Tidak ada terlalu cepat.
Tidak ada yang terlambat.
Semua tepat pada waktunya.
Hanya saja kita harus sabar menunggu.
Rencana Tuhan indah bukan? J
Hari
ini hari pertamaku untuk mengikuti ekskul teater. Ya tepatnya karena aku siswa baru
di SMA ini. Aku pindah ke sekolah ini karena ayahku dipindah tugaskan. Aku
hanya berjalan menyusuri lorong-lorong sekolah. Kata teman sekelasku ruang
teater berada diujung lorong gedung bagian timur.
“Mungkin ini” Gumamku
dalam hati.
Setelah
aku membuka pintunya ternyata Pembina teater sudah berada di ruang itu. Dan aku
terlambat 1 menit.
“Permisi Bu. Maaf saya terlambat.”
“Kamu anak baru ya?”
“Iya Bu. Apa saya dapat hukuman?”
“Sudah tidak apa-apa,. Mungkin tadi
kamu bingung mencari ruangan ini kan? Selamat bergabung ya. Siapa namamu?”
“Terimakaih Bu. Saya Shaqilla
Thalitharia Agnessia Putri.”
“Oke. Perhatian semuanya. Sebelum
dimulai latihan hari ini. Kita berdo’a dulu. Ber’doa mulai ----. Berdo’a
selesai. Sebelumnya, ini ada anggota baru, namanya Agnessia Putri. Ibu harap
kalian bisa berteman baik dengan dia. Kalian bisa latihan dulu. Ibu mau mencari
karakter untuk Agnes.”
“Baikk bu”
Selesai
memperkenalkanku pada anggota teater, bu Sita melatihku untuk menemukan
karakter yang cocok untukku. Dan ternyata aku cocok menjadi protagonis. Aku
berlatih dan terus berlatih. Namun ternyata pada hari ini belum ada latihan
yang sesungguhnya. Melainkan baru mencari-cari karakter untuk pentas 5 bulan
lagi. Begitu kata bu Sita.
Ternyata
ada temanku satu kelas yang juga mengikuti ektrakulikuler tearter ini. Rachel.
Aku menghampirinya karena semua orang terlihat asing bagiku.
“Rachel?”
“Eh, Shaq. Maaf gue nggak tau kalau
lo ikut teater juga. Tau gitu tadi bareng, lo pasti bingungkan cari ruangan teater.” Terang
Rachel
“Enggak papa Hel. Iya sih agak
bingung. Gue harap lo bisa bantu gue ya disini.”

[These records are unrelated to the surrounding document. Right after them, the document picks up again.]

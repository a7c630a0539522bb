//! Key-mode translation runtime.
//!
//! [`Translator`] resolves UI strings from installed [`Catalog`]s and understands two
//! display modes: the normal one renders translated values, key mode renders the raw
//! catalog keys so editors can see what to translate. Hosts drive the mode over a small
//! `keymode` message, and every state change hands back a [`TranslationEvent`] exactly once
//! so embedders know when a re-render is due. Repeated messages carrying the current state
//! produce no event.

// std
use std::sync::atomic::{AtomicU64, Ordering};
// self
use crate::_prelude::*;

/// Language activated before any host preference arrives; doubles as the fallback for keys
/// missing from the active catalog.
pub const DEFAULT_LANGUAGE: &str = "en-US";

/// What [`Translator::translate`] renders.
#[derive(Clone, Copy, Debug, Default, PartialEq, Eq, Hash)]
pub enum TranslationMode {
	/// Resolve keys to their translated values.
	#[default]
	Values,
	/// Render the raw keys themselves.
	Keys,
}
impl TranslationMode {
	/// Returns a stable label suitable for span or metric fields.
	pub const fn as_str(self) -> &'static str {
		match self {
			TranslationMode::Values => "values",
			TranslationMode::Keys => "keys",
		}
	}
}
impl Display for TranslationMode {
	fn fmt(&self, f: &mut Formatter) -> FmtResult {
		f.write_str(self.as_str())
	}
}

/// Flat key/value translation catalog for one language, as served by the UILM file
/// endpoint.
#[derive(Clone, Debug, Default, PartialEq, Eq, Serialize, Deserialize)]
#[serde(transparent)]
pub struct Catalog(HashMap<String, String>);
impl Catalog {
	/// Looks up the raw value for a key.
	pub fn get(&self, key: &str) -> Option<&str> {
		self.0.get(key).map(String::as_str)
	}

	/// Returns the number of entries.
	pub fn len(&self) -> usize {
		self.0.len()
	}

	/// Whether the catalog holds no entries.
	pub fn is_empty(&self) -> bool {
		self.0.is_empty()
	}
}
impl From<HashMap<String, String>> for Catalog {
	fn from(entries: HashMap<String, String>) -> Self {
		Self(entries)
	}
}
impl<K, V> FromIterator<(K, V)> for Catalog
where
	K: Into<String>,
	V: Into<String>,
{
	fn from_iter<I>(iter: I) -> Self
	where
		I: IntoIterator<Item = (K, V)>,
	{
		Self(iter.into_iter().map(|(k, v)| (k.into(), v.into())).collect())
	}
}

/// Mode-switch message hosts post into the embedded surface.
#[derive(Clone, Debug, PartialEq, Eq, Serialize, Deserialize)]
#[serde(rename_all = "camelCase")]
pub struct KeyModeMessage {
	/// Discriminator; only [`Self::ACTION`] messages are handled.
	pub action: String,
	/// Requested mode: `true` switches to key display.
	pub keymode: bool,
	/// Language hint some hosts attach; carried through but not applied by the mode switch.
	#[serde(default, skip_serializing_if = "Option::is_none")]
	pub default_lang: Option<String>,
}
impl KeyModeMessage {
	/// Action value identifying a mode-switch message.
	pub const ACTION: &'static str = "keymode";
}

/// State change worth a re-render, emitted at most once per actual transition.
#[derive(Clone, Debug, PartialEq, Eq)]
pub enum TranslationEvent {
	/// The active language changed.
	LanguageChanged {
		/// Newly active language code.
		language: String,
	},
	/// The display mode changed.
	ModeChanged {
		/// Newly active mode.
		mode: TranslationMode,
	},
}

#[derive(Debug)]
struct TranslatorState {
	catalogs: HashMap<String, Catalog>,
	language: String,
	fallback: String,
	mode: TranslationMode,
}

/// Thread-safe translation state: installed catalogs, the active language, and the display
/// mode.
#[derive(Debug)]
pub struct Translator {
	state: RwLock<TranslatorState>,
	generation: AtomicU64,
}
impl Translator {
	/// Creates a translator starting on [`DEFAULT_LANGUAGE`].
	pub fn new() -> Self {
		Self::with_language(DEFAULT_LANGUAGE)
	}

	/// Creates a translator whose initial language doubles as the fallback.
	pub fn with_language(language: impl Into<String>) -> Self {
		let language = language.into();

		Self {
			state: RwLock::new(TranslatorState {
				catalogs: HashMap::new(),
				fallback: language.clone(),
				language,
				mode: TranslationMode::default(),
			}),
			generation: AtomicU64::new(0),
		}
	}

	/// Installs or replaces the catalog for a language.
	pub fn install_catalog(&self, language: impl Into<String>, catalog: Catalog) {
		self.state.write().catalogs.insert(language.into(), catalog);
		self.bump();
	}

	/// Returns the active language code.
	pub fn language(&self) -> String {
		self.state.read().language.clone()
	}

	/// Returns the active display mode.
	pub fn mode(&self) -> TranslationMode {
		self.state.read().mode
	}

	/// Monotonic counter that moves on every state change; useful for cache invalidation.
	pub fn generation(&self) -> u64 {
		self.generation.load(Ordering::Relaxed)
	}

	/// Activates a language, reporting the transition when it actually changes anything.
	pub fn set_language(&self, language: impl Into<String>) -> Option<TranslationEvent> {
		let language = language.into();

		{
			let mut state = self.state.write();

			if state.language == language {
				return None;
			}

			state.language = language.clone();
		}

		self.bump();

		Some(TranslationEvent::LanguageChanged { language })
	}

	/// Switches the display mode, reporting the transition when it actually changes
	/// anything.
	pub fn set_mode(&self, mode: TranslationMode) -> Option<TranslationEvent> {
		{
			let mut state = self.state.write();

			if state.mode == mode {
				return None;
			}

			state.mode = mode;
		}

		self.bump();

		Some(TranslationEvent::ModeChanged { mode })
	}

	/// Applies a host message, reducing repeated deliveries to a single transition.
	///
	/// Messages with an unrecognized action are ignored.
	pub fn apply(&self, message: &KeyModeMessage) -> Option<TranslationEvent> {
		if message.action != KeyModeMessage::ACTION {
			return None;
		}

		self.set_mode(if message.keymode { TranslationMode::Keys } else { TranslationMode::Values })
	}

	/// Resolves a key for the active language.
	///
	/// Value resolution walks active catalog, then fallback catalog, then yields the key
	/// itself. Key mode short-circuits to the key.
	pub fn translate(&self, key: &str) -> String {
		let state = self.state.read();

		match state.mode {
			TranslationMode::Keys => key.into(),
			TranslationMode::Values => state
				.catalogs
				.get(&state.language)
				.and_then(|catalog| catalog.get(key))
				.or_else(|| state.catalogs.get(&state.fallback).and_then(|catalog| catalog.get(key)))
				.unwrap_or(key)
				.into(),
		}
	}

	/// Resolves a key, then substitutes `{{name}}` placeholders with the provided values.
	///
	/// Values land verbatim; nothing is HTML-escaped.
	pub fn translate_with(&self, key: &str, args: &[(&str, &str)]) -> String {
		let mut rendered = self.translate(key);

		for (name, value) in args {
			rendered = rendered.replace(&format!("{{{{{name}}}}}"), value);
		}

		rendered
	}

	fn bump(&self) {
		self.generation.fetch_add(1, Ordering::Relaxed);
	}
}
impl Default for Translator {
	fn default() -> Self {
		Self::new()
	}
}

“Iya. Pasti. Kalau gitu ayo gue
kenalin lo sama temen-temen yang lain.”
“Okee. Makasih. Mari.”
Satu
per satu anggota klub teater mulai kukenal. Semuanya ramah. Tetapi ada satu
anggota klub yang menurutku sedikit kurang bersahabat. Namanya Alno.
“No, kenalin Shaq.”
“Katanya bu Sita tadi Agnes. Kok
sekarang Shaq. Aneh.” Begitu kata Alno dengan ketusnya
“Namaku Shaqila Thalitharia Agnesia
Putri. Mungkin yang mudah diingat bu Sita Agnesnya.” Terangku
panjang lebar
“Ohh. Sayangnya namamu bagiku nggak
penting. Yaudah eh gue Alno.”
“Maaf gue males buat debat. Senang
berkenalan denganmu.” Kataku sembari meninggalkan Alno.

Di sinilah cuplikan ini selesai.